» Task goal: After finding the line with "the highlighted fields" in the data below, set down exactly each line through the one with "the margin-adjusted viewport.", inclusive, and stop there.

----

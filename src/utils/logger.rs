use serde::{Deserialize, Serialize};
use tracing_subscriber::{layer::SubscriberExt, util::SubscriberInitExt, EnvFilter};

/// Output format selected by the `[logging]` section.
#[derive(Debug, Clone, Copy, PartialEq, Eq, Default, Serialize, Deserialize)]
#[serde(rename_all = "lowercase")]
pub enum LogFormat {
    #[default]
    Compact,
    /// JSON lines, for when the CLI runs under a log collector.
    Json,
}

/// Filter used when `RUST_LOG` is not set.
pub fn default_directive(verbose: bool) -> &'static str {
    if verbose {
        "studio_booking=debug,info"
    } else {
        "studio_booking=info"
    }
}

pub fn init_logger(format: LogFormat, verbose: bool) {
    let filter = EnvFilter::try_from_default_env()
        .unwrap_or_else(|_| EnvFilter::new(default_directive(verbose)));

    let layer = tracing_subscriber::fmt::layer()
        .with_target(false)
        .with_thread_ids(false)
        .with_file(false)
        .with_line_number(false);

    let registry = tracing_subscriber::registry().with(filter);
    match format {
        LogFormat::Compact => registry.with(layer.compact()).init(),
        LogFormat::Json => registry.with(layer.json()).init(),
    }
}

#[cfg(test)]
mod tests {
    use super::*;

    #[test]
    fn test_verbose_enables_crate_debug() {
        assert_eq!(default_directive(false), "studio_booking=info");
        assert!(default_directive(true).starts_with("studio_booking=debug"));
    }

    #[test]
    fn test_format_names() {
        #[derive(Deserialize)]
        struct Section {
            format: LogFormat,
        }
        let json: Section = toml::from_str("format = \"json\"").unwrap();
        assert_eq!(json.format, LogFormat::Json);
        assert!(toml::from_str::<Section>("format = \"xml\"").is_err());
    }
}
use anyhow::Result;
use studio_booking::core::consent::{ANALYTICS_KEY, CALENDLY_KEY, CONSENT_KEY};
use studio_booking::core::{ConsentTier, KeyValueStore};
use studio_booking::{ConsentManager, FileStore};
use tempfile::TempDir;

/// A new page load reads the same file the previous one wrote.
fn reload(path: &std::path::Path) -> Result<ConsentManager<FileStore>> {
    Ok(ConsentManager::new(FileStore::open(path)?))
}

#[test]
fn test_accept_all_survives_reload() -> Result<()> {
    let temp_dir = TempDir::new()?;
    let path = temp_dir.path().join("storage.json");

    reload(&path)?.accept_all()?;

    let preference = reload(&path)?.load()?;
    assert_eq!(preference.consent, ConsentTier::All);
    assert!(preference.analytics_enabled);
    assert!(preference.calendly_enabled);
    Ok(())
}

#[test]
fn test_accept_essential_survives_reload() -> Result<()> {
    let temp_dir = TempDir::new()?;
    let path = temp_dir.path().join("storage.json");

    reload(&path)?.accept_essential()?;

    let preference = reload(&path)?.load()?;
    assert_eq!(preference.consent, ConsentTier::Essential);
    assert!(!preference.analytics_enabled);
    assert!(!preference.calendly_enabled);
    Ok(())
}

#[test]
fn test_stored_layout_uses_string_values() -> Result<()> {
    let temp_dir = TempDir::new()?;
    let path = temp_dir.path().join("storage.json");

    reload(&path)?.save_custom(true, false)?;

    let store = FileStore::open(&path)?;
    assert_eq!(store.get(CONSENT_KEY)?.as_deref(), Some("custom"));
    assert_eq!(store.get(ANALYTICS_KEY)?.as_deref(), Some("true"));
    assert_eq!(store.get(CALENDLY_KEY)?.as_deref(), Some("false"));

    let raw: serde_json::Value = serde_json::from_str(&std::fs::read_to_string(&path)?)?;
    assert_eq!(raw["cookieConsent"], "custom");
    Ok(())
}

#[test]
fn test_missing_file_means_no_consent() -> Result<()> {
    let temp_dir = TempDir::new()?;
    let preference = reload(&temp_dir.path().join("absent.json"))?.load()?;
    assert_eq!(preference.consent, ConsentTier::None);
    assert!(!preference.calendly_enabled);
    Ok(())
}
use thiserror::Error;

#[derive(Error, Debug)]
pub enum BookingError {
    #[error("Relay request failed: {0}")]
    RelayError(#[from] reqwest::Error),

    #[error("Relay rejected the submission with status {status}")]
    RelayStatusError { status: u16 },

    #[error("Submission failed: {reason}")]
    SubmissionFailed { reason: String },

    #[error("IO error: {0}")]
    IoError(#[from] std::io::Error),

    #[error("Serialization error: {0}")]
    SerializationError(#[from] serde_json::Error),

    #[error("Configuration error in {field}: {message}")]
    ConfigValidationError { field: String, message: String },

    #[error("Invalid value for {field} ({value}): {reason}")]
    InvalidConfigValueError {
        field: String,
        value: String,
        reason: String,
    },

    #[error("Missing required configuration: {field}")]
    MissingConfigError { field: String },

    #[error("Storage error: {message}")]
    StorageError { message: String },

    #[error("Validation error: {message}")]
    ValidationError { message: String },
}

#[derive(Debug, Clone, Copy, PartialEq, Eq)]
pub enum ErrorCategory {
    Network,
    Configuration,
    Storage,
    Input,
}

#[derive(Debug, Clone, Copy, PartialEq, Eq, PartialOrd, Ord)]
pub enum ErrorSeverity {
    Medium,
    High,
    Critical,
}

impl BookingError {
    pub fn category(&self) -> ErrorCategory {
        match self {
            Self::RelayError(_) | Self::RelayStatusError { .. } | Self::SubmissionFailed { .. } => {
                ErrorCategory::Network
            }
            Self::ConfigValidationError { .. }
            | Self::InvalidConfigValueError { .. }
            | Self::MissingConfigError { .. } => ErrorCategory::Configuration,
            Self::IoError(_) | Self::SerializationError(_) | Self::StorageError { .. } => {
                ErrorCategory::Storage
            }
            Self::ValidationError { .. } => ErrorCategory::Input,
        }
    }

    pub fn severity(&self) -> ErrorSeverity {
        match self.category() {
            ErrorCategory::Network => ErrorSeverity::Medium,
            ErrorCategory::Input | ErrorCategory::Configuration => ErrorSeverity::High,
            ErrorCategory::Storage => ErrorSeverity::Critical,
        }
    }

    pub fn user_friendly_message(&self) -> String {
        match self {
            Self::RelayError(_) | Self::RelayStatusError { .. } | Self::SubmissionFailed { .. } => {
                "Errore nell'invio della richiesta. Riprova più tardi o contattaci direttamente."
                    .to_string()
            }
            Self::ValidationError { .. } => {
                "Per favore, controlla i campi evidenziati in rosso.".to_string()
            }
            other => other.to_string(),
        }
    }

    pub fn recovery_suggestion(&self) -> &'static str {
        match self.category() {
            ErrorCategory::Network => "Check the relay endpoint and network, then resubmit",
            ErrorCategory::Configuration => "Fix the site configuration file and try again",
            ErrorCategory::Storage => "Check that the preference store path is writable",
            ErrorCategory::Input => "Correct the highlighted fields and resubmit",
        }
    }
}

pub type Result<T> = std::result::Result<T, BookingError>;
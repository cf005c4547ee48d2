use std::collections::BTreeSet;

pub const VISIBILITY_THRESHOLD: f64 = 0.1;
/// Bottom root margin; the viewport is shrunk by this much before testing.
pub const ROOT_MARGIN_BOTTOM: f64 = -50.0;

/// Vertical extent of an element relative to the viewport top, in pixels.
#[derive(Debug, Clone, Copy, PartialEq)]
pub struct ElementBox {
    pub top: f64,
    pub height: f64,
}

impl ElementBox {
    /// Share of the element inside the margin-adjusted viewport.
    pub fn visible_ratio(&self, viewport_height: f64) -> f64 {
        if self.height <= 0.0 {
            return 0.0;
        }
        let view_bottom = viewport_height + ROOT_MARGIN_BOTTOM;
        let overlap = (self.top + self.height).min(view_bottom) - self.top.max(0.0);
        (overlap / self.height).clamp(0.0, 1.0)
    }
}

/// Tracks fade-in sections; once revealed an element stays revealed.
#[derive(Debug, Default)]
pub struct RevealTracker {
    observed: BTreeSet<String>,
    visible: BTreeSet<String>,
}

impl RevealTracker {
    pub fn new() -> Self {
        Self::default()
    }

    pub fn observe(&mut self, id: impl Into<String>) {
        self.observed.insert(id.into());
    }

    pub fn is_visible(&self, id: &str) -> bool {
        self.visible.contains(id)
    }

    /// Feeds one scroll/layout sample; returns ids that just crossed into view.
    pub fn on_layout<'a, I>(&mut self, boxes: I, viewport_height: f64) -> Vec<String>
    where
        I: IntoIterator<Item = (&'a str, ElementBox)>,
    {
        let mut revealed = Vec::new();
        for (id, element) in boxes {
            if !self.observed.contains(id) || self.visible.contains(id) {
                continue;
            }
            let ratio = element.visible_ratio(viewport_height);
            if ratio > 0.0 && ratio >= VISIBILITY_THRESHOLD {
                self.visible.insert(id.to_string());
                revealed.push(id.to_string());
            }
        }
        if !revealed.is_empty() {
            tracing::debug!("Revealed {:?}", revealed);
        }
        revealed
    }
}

----

» Completed exercise:
            ErrorCategory::Input => "Correct the highlighted fields and resubmit",
        }
    }
}

pub type Result<T> = std::result::Result<T, BookingError>;
repository cf005c4547ee48d2
use std::collections::BTreeSet;

pub const VISIBILITY_THRESHOLD: f64 = 0.1;
/// Bottom root margin; the viewport is shrunk by this much before testing.
pub const ROOT_MARGIN_BOTTOM: f64 = -50.0;

/// Vertical extent of an element relative to the viewport top, in pixels.
#[derive(Debug, Clone, Copy, PartialEq)]
pub struct ElementBox {
    pub top: f64,
    pub height: f64,
}

impl ElementBox {
    /// Share of the element inside the margin-adjusted viewport.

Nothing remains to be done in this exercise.